Campbell Forsyth

Personal information
- Full name: Robert Campbell Forsyth
- Date of birth: 5 May 1934
- Place of birth: Plean, Stirlingshire, Scotland
- Date of death: 15 November 2020 (aged 86)
- Height: 6 ft 1 in (1.85 m)
- Position: Goalkeeper

Youth career
- Falkirk
- Shettleston

Senior career*
- Years: Team / Apps / (Gls)
- 1955–1960: St Mirren / 104 / (0)
- 1960–1965: Kilmarnock / 75 / (0)
- 1965–1968: Southampton / 48 / (0)
- Total:  / 227 / (0)

International career
- 1957: Scotland U23 / 1 / (0)
- 1964: SFA trial v SFL / 1 / (0)
- 1964: Scotland / 4 / (0)

= Campbell Forsyth =

Scottish footballer (1934–2020)

Robert Campbell Forsyth (5 May 1934 – 15 November 2020) was a Scottish footballer, who played as a goalkeeper for St Mirren, Kilmarnock and Southampton. He also made four international appearances for Scotland, all in 1964.

==Football career==

===Early career===
Born in Plean, then in Stirlingshire, Forsyth was briefly a trainee at nearby Falkirk before joining Junior Football club Shettleston from the east end of Glasgow. He joined St Mirren in April 1955, shortly before his 16th birthday, where he stayed for five years, making over 100 first-team appearances. In 1957 he played his one and only game for the Scotland national under-23 football team, a 1–1 draw with England.

===Kilmarnock===
In November 1960, he joined Kilmarnock; at the end of his first season with "Killie", the club gained the runners-up position in the Scottish League Division One. After finishing fifth in 1962, Kilmarnock were again runners-up in both 1963 and 1964, but in 1965 they finally claimed the title. Although Campbell had been the first-choice keeper throughout most of the championship-winning season, an ankle injury during the run-in put him out of the last few weeks of the season, with Bobby Ferguson replacing him for the last-day triumph.

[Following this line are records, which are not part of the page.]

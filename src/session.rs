//! Process-local session storage.
//!
//! Holds whatever the auth and registration responses returned. The bearer
//! token is resolved by falling back through the historically-named response
//! fields older backend versions used, newest first.

use secrecy::SecretString;
use serde_json::{Map, Value};

/// Token field names, in resolution priority order. Older backends returned
/// `jwt` or `authToken`; current ones return `accessToken`.
pub const TOKEN_FIELDS: [&str; 4] = ["accessToken", "token", "jwt", "authToken"];

/// In-memory session values for one signup session.
#[derive(Debug, Clone, Default)]
pub struct Session {
    values: Map<String, Value>,
}

impl Session {
    pub fn new() -> Self {
        Self::default()
    }

    /// Copy the recognized fields out of an auth or registration response.
    /// Unrecognized fields are ignored; recognized ones overwrite.
    pub fn absorb(&mut self, response: &Value) {
        let Some(object) = response.as_object() else {
            return;
        };
        for key in TOKEN_FIELDS.iter().chain(["role", "userId"].iter()) {
            if let Some(value) = object.get(*key) {
                if !value.is_null() {
                    self.values.insert((*key).to_string(), value.clone());
                }
            }
        }
    }

    pub fn set(&mut self, key: &str, value: impl Into<Value>) {
        self.values.insert(key.to_string(), value.into());
    }

    pub fn get_str(&self, key: &str) -> Option<&str> {
        match self.values.get(key).and_then(Value::as_str) {
            Some(s) if !s.is_empty() => Some(s),
            _ => None,
        }
    }

    /// Resolve the bearer token, falling back through [`TOKEN_FIELDS`].
    /// First non-empty wins.
    pub fn bearer_token(&self) -> Option<SecretString> {
        TOKEN_FIELDS
            .iter()
            .find_map(|field| self.get_str(field))
            .map(|token| SecretString::from(token.to_string()))
    }
}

Earlier in the championship-winning season, Forsyth had been involved in Kilmarnock's first-ever European tie, against Eintracht Frankfurt in the Inter-Cities Fairs Cup. Having lost the first leg 3–0, Kilmarnock pulled off a 5–1 victory in the second leg, with Forsyth making a "great save from Schämer's boot".

Campbell made his international debut for Scotland in a 1–0 win over England on 11 April 1964, in front of over 133,000 fans at Hampden Park. England had arrived at Hampden after a run of six consecutive wins, in which they had scored 28 goals, yet Campbell and the Scottish defence kept a clean sheet with Alan Gilzean scoring the only goal of the match after 72 minutes.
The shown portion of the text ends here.